David Moles has found something funny – in an ‘if a lion could speak the language of topology, we would not able to catch him’ vein:

* We place a spherical cage in the desert and enter it. We then perform an inverse operation with respect to the cage. The lion is then inside the cage and we are outside.

* The set theoretic method: We observe that the desert is a separable space. It therefore contains an enumerable dense set of points from which can be extracted a sequence having the lion as the limit. We then approach the lion stealthily along this sequence bearing with us suitable equipment.

* In the usual way construct a curve containing every point in the desert. It has been proven that such a curve can be traversed in arbitrarily short time. Now we traverse the curve, carrying a spear, in a time less than what it takes the lion to move a distance equal to its own length.
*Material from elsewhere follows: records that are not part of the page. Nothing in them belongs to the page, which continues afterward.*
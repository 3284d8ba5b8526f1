//! Main doctor's compounded-drug recipes: which content medicines, in what
//! quantity, make up one compounded medicine

use chrono::{DateTime, Local};
use rand::Rng;
use rust_decimal::Decimal;
use serde::{Deserialize, Serialize};
use shared::{parse_positive_quantity, AuditAction};
use sqlx::{FromRow, PgConnection, PgPool};
use validator::Validate;

use crate::error::{AppError, AppResult};
use crate::services::audit::{AuditLog, AuditTrail};
use crate::services::auth::AuthUser;
use crate::services::unit::UnitCatalog;

const ENTITY: &str = "main-doctor-prescription-item";

/// First unit given to a compounded medicine created from its recipe
const RECIPE_UNIT: &str = "KAP";

#[derive(Debug, Clone, Deserialize, Serialize)]
#[serde(rename_all = "camelCase")]
pub struct RecipeContent {
    pub name: String,
    /// Plain number or fraction
    pub qty: String,
    pub unit: String,
}

#[derive(Debug, Clone, Deserialize, Serialize, Validate)]
#[serde(rename_all = "camelCase")]
pub struct RecipeInput {
    #[validate(length(min = 1))]
    pub medicine_name: String,
    #[validate(length(min = 1))]
    pub medicine_contents: Vec<RecipeContent>,
}

#[derive(Debug, Clone, Deserialize, Serialize, Validate)]
#[serde(rename_all = "camelCase")]
pub struct ModifyRecipeInput {
    pub medicine_id: i32,
    #[validate(length(min = 1))]
    pub new_medicine_contents: Vec<RecipeContent>,
}

#[derive(Debug, Deserialize)]
#[serde(rename_all = "camelCase")]
pub struct RecipeMedicineInput {
    pub medicine_id: i32,
}

#[derive(Debug, Clone, Serialize)]
#[serde(rename_all = "camelCase")]
pub struct Recipe {
    pub medicine_id: i32,
    #[serde(rename = "medicine")]
    pub medicine_name: String,
    pub medicine_contents: Vec<RecipeContent>,
    pub last_modified: DateTime<Local>,
    pub last_modified_by_user_name: String,
}

#[derive(Debug, FromRow)]
struct RecipeRow {
    medicine_id: i32,
    medicine_name: String,
    content_name: String,
    qty: Decimal,
    unit_name: String,
    last_modified: DateTime<Local>,
    last_modified_by_user_name: String,
}

const RECIPE_SELECT: &str = r#"
    SELECT r.medicine_id, m.name AS medicine_name, c.name AS content_name, r.qty,
           un.name AS unit_name, r.last_modified, u.name AS last_modified_by_user_name
    FROM main_doctor_presc_medicine_item r
    JOIN medicines m ON m.id = r.medicine_id
    JOIN medicines c ON c.id = r.medicine_content_id
    JOIN units un ON un.id = r.unit_id
    JOIN users u ON u.id = r.last_modified_by_user_id
"#;

/// Fold content rows, ordered by medicine, into one recipe per medicine
fn group(rows: Vec<RecipeRow>) -> Vec<Recipe> {
    let mut recipes: Vec<Recipe> = Vec::new();
    for row in rows {
        let content = RecipeContent {
            name: row.content_name,
            qty: row.qty.normalize().to_string(),
            unit: row.unit_name,
        };
        match recipes.last_mut() {
            Some(recipe) if recipe.medicine_id == row.medicine_id => {
                recipe.medicine_contents.push(content);
                if row.last_modified > recipe.last_modified {
                    recipe.last_modified = row.last_modified;
                    recipe.last_modified_by_user_name = row.last_modified_by_user_name;
                }
            }
            _ => recipes.push(Recipe {
                medicine_id: row.medicine_id,
                medicine_name: row.medicine_name,
                medicine_contents: vec![content],
                last_modified: row.last_modified,
                last_modified_by_user_name: row.last_modified_by_user_name,
            }),
        }
    }
    recipes
}

/// `RO-` followed by three digits
fn recipe_barcode() -> String {
    format!("RO-{:03}", rand::thread_rng().gen_range(0..1000))
}

async fn medicine_id_by_name(conn: &mut PgConnection, name: &str) -> AppResult<Option<i32>> {
    let id = sqlx::query_scalar::<_, i32>(
        "SELECT id FROM medicines WHERE name = $1 AND deleted_at IS NULL ORDER BY id LIMIT 1",
    )
    .bind(name)
    .fetch_optional(conn)
    .await?;
    Ok(id)
}

/// Register an empty compounded medicine under a fresh `RO-` barcode
async fn create_compounded_medicine(
    conn: &mut PgConnection,
    name: &str,
    actor_id: i32,
) -> AppResult<i32> {
    let unit = UnitCatalog::get_or_create(&mut *conn, RECIPE_UNIT).await?;
    let barcode = loop {
        let candidate = recipe_barcode();
        let taken =
            sqlx::query_scalar::<_, i64>("SELECT COUNT(*) FROM medicines WHERE barcode = $1")
                .bind(&candidate)
                .fetch_one(&mut *conn)
                .await?;
        if taken == 0 {
            break candidate;
        }
    };

    let id = sqlx::query_scalar::<_, i32>(
        r#"
        INSERT INTO medicines (barcode, name, qty, first_unit_id, last_modified_by_user_id)
        VALUES ($1, $2, 0, $3, $4)
        RETURNING id
        "#,
    )
    .bind(&barcode)
    .bind(name.to_uppercase())
    .bind(unit.id)
    .bind(actor_id)
    .fetch_one(&mut *conn)
    .await?;
    tracing::info!("compounded medicine {} registered as {}", name, barcode);
    Ok(id)
}

async fn has_recipe(conn: &mut PgConnection, medicine_id: i32) -> AppResult<bool> {
    let count = sqlx::query_scalar::<_, i64>(
        "SELECT COUNT(*) FROM main_doctor_presc_medicine_item WHERE medicine_id = $1",
    )
    .bind(medicine_id)
    .fetch_one(conn)
    .await?;
    Ok(count > 0)
}

async fn insert_contents(
    conn: &mut PgConnection,
    medicine_id: i32,
    contents: &[RecipeContent],
    actor_id: i32,
) -> AppResult<()> {
    for content in contents {
        let qty = parse_positive_quantity(&content.qty)?;
        let content_id = medicine_id_by_name(&mut *conn, &content.name)
            .await?
            .ok_or_else(|| AppError::ReferenceNotFound(format!("medicine {}", content.name)))?;
        let unit = UnitCatalog::get_or_create(&mut *conn, &content.unit).await?;
        sqlx::query(
            r#"
            INSERT INTO main_doctor_presc_medicine_item
                (medicine_id, medicine_content_id, qty, unit_id, user_id, last_modified_by_user_id)
            VALUES ($1, $2, $3, $4, $5, $5)
            "#,
        )
        .bind(medicine_id)
        .bind(content_id)
        .bind(qty)
        .bind(unit.id)
        .bind(actor_id)
        .execute(&mut *conn)
        .await?;
    }
    Ok(())
}

async fn delete_contents(conn: &mut PgConnection, medicine_id: i32) -> AppResult<u64> {
    let result = sqlx::query("DELETE FROM main_doctor_presc_medicine_item WHERE medicine_id = $1")
        .bind(medicine_id)
        .execute(conn)
        .await?;
    Ok(result.rows_affected())
}

#[derive(Clone)]
pub struct RecipeService {
    db: PgPool,
    audit: AuditLog,
}

impl RecipeService {
    pub fn new(db: PgPool, audit: AuditLog) -> Self {
        Self { db, audit }
    }

    /// Store the recipe of a medicine, registering the medicine if it is new
    pub async fn create(&self, input: RecipeInput, actor: &AuthUser) -> AppResult<Recipe> {
        input.validate()?;

        let mut tx = self.db.begin().await?;
        let medicine_id = match medicine_id_by_name(&mut tx, &input.medicine_name).await? {
            Some(id) => id,
            None => create_compounded_medicine(&mut tx, &input.medicine_name, actor.id).await?,
        };
        if has_recipe(&mut tx, medicine_id).await? {
            return Err(AppError::DuplicateDocument(format!(
                "recipe for {}",
                input.medicine_name
            )));
        }
        insert_contents(&mut tx, medicine_id, &input.medicine_contents, actor.id).await?;
        tx.commit().await?;
        tracing::info!("recipe for {} created by {}", input.medicine_name, actor.name);

        let mut trail = AuditTrail::new();
        trail.record(AuditAction::Create, ENTITY, &actor.name, medicine_id, &input);
        trail.flush(&self.audit).await;
        self.detail(medicine_id).await
    }

    /// Replace every content row of an existing recipe
    pub async fn modify(&self, input: ModifyRecipeInput, actor: &AuthUser) -> AppResult<Recipe> {
        input.validate()?;
        let before = self.detail(input.medicine_id).await?;

        let mut tx = self.db.begin().await?;
        delete_contents(&mut tx, input.medicine_id).await?;
        insert_contents(&mut tx, input.medicine_id, &input.new_medicine_contents, actor.id).await?;
        tx.commit().await?;
        tracing::info!("recipe for {} modified by {}", before.medicine_name, actor.name);

        let mut trail = AuditTrail::new();
        trail.record(AuditAction::Modify, ENTITY, &actor.name, input.medicine_id, &before);
        trail.flush(&self.audit).await;
        self.detail(input.medicine_id).await
    }

    pub async fn list(&self) -> AppResult<Vec<Recipe>> {
        let rows = sqlx::query_as::<_, RecipeRow>(&format!(
            "{} WHERE m.deleted_at IS NULL ORDER BY m.name, r.medicine_id, r.id",
            RECIPE_SELECT
        ))
        .fetch_all(&self.db)
        .await?;
        Ok(group(rows))
    }

    pub async fn detail(&self, medicine_id: i32) -> AppResult<Recipe> {
        let rows = sqlx::query_as::<_, RecipeRow>(&format!(
            "{} WHERE r.medicine_id = $1 ORDER BY r.id",
            RECIPE_SELECT
        ))
        .bind(medicine_id)
        .fetch_all(&self.db)
        .await?;
        group(rows)
            .pop()
            .ok_or_else(|| AppError::NotFound(format!("recipe for medicine id {}", medicine_id)))
    }

    /// Recipe of the live medicine named `name`
    pub async fn detail_by_name(&self, name: &str) -> AppResult<Recipe> {
        let mut conn = self.db.acquire().await?;
        let id = medicine_id_by_name(&mut conn, name)
            .await?
            .ok_or_else(|| AppError::NotFound(format!("medicine {}", name)))?;
        drop(conn);
        self.detail(id).await
    }

    pub async fn delete(&self, medicine_id: i32, actor: &AuthUser) -> AppResult<()> {
        let before = self.detail(medicine_id).await?;
        let mut conn = self.db.acquire().await?;
        delete_contents(&mut conn, medicine_id).await?;
        tracing::info!("recipe for {} deleted by {}", before.medicine_name, actor.name);

        let mut trail = AuditTrail::new();
        trail.record(AuditAction::Delete, ENTITY, &actor.name, medicine_id, &before);
        trail.flush(&self.audit).await;
        Ok(())
    }
}

#[cfg(test)]
mod tests {
    use super::*;
    use chrono::{Duration, TimeZone};
    use std::str::FromStr;

    fn row(medicine_id: i32, content: &str, qty: &str, minutes: i64, user: &str) -> RecipeRow {
        let base = Local.with_ymd_and_hms(2024, 3, 1, 8, 0, 0).unwrap();
        RecipeRow {
            medicine_id,
            medicine_name: format!("PULV {}", medicine_id),
            content_name: content.to_string(),
            qty: Decimal::from_str(qty).unwrap(),
            unit_name: "TAB".to_string(),
            last_modified: base + Duration::minutes(minutes),
            last_modified_by_user_name: user.to_string(),
        }
    }

    #[test]
    fn test_group_folds_rows_per_medicine() {
        let recipes = group(vec![
            row(1, "PARACETAMOL", "0.5000", 0, "a"),
            row(1, "CTM", "0.2500", 5, "b"),
            row(2, "AMBROXOL", "1.0000", 0, "a"),
        ]);
        assert_eq!(recipes.len(), 2);
        assert_eq!(recipes[0].medicine_contents.len(), 2);
        assert_eq!(recipes[0].medicine_contents[0].qty, "0.5");
        assert_eq!(recipes[0].last_modified_by_user_name, "b");
        assert_eq!(recipes[1].medicine_contents[0].qty, "1");
    }

    #[test]
    fn test_recipe_barcode_shape() {
        for _ in 0..50 {
            let code = recipe_barcode();
            assert_eq!(code.len(), 6);
            assert!(code.starts_with("RO-"));
            assert!(code[3..].chars().all(|c| c.is_ascii_digit()));
        }
    }
}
* The lion has the homotopy type of a one-dimensional complex and hence he is a K(Pi, 1) space. If Pi is noncommutative then the lion is not a member of the international commutist conspiracy and hence he must be friendly. If Pi is commutative then the lion has the homotopy type of the space of loops on a K(Pi, 2) space. We hire a stunt pilot to loop the loops, thereby hopelessly entangling the lion and rendering him helpless.

Reminds me of an old Steve Martin piece which I find here:

Soup Folding.

First prepare the soup of your choice and pour it into a bowl. Then, take the bowl and quickly turn it upside down on a cookie tray. Lift the bowl ever so gently so that the soup retains the shape of the bowl. Gently is the key word here. Then, with a knife cut the soup down the middle into halves, then quarters, and gently reassemble the soup into a cube. Some of the soup will have run off onto the cookie tray. Lift this soup up by the corners and fold slowly into a cylindrical soup staff. Square off the cube by stuffing the cracks with this cylindrical soup staff. Place the little packet in your purse or inside coat pocket, and pack off to work. When that lunch bell chimes, impress your friends by forming the soup back into a bowl shape, and enjoy! Enjoy it until the day when the lunchpail comes back into vogue and we won’t need soup folding or cornstalks up the leg.



trotstky 01.07.06 at 5:03 am

Cornstalks up the leg … now that’s a real thing.


tew 01.07.06 at 1:14 pm

This reminds me of the stories collected in Fantasia Mathematica, a collection of nonsense/science-fiction short stories, many dealing with the (newish at the time) study of topology.

My father had a hard-bound copy, which I took to elementary school one day and lost, to my unending shame.


Mr. Bill 01.07.06 at 1:50 pm

I remember, but cannot find, a ‘Scientific American’ Mathematical Games column of a few years back featured a way to use topology to make gold…


abb1 01.07.06 at 1:53 pm

In Mindswap by Robert Sheckley you’ll find the Theory of Searches, in which no object can truly be lost. And quite a lot of other fascinating science.


Walt Pohl 01.07.06 at 8:03 pm

This may be the only joke in human history that involves Eilenberg-Maclane spaces (K(pi,n)).


John Quiggin 01.08.06 at 2:42 am

Isn’t this (like most things in math) due to Hardy, Littlewood or Hardy&Littlewood? In this case Littlewood’s Miscellany is my bet.


dp 01.08.06 at 4:14 pm

I guess that this means we can move freely about the universe without leaving home. Just do it by the numbers.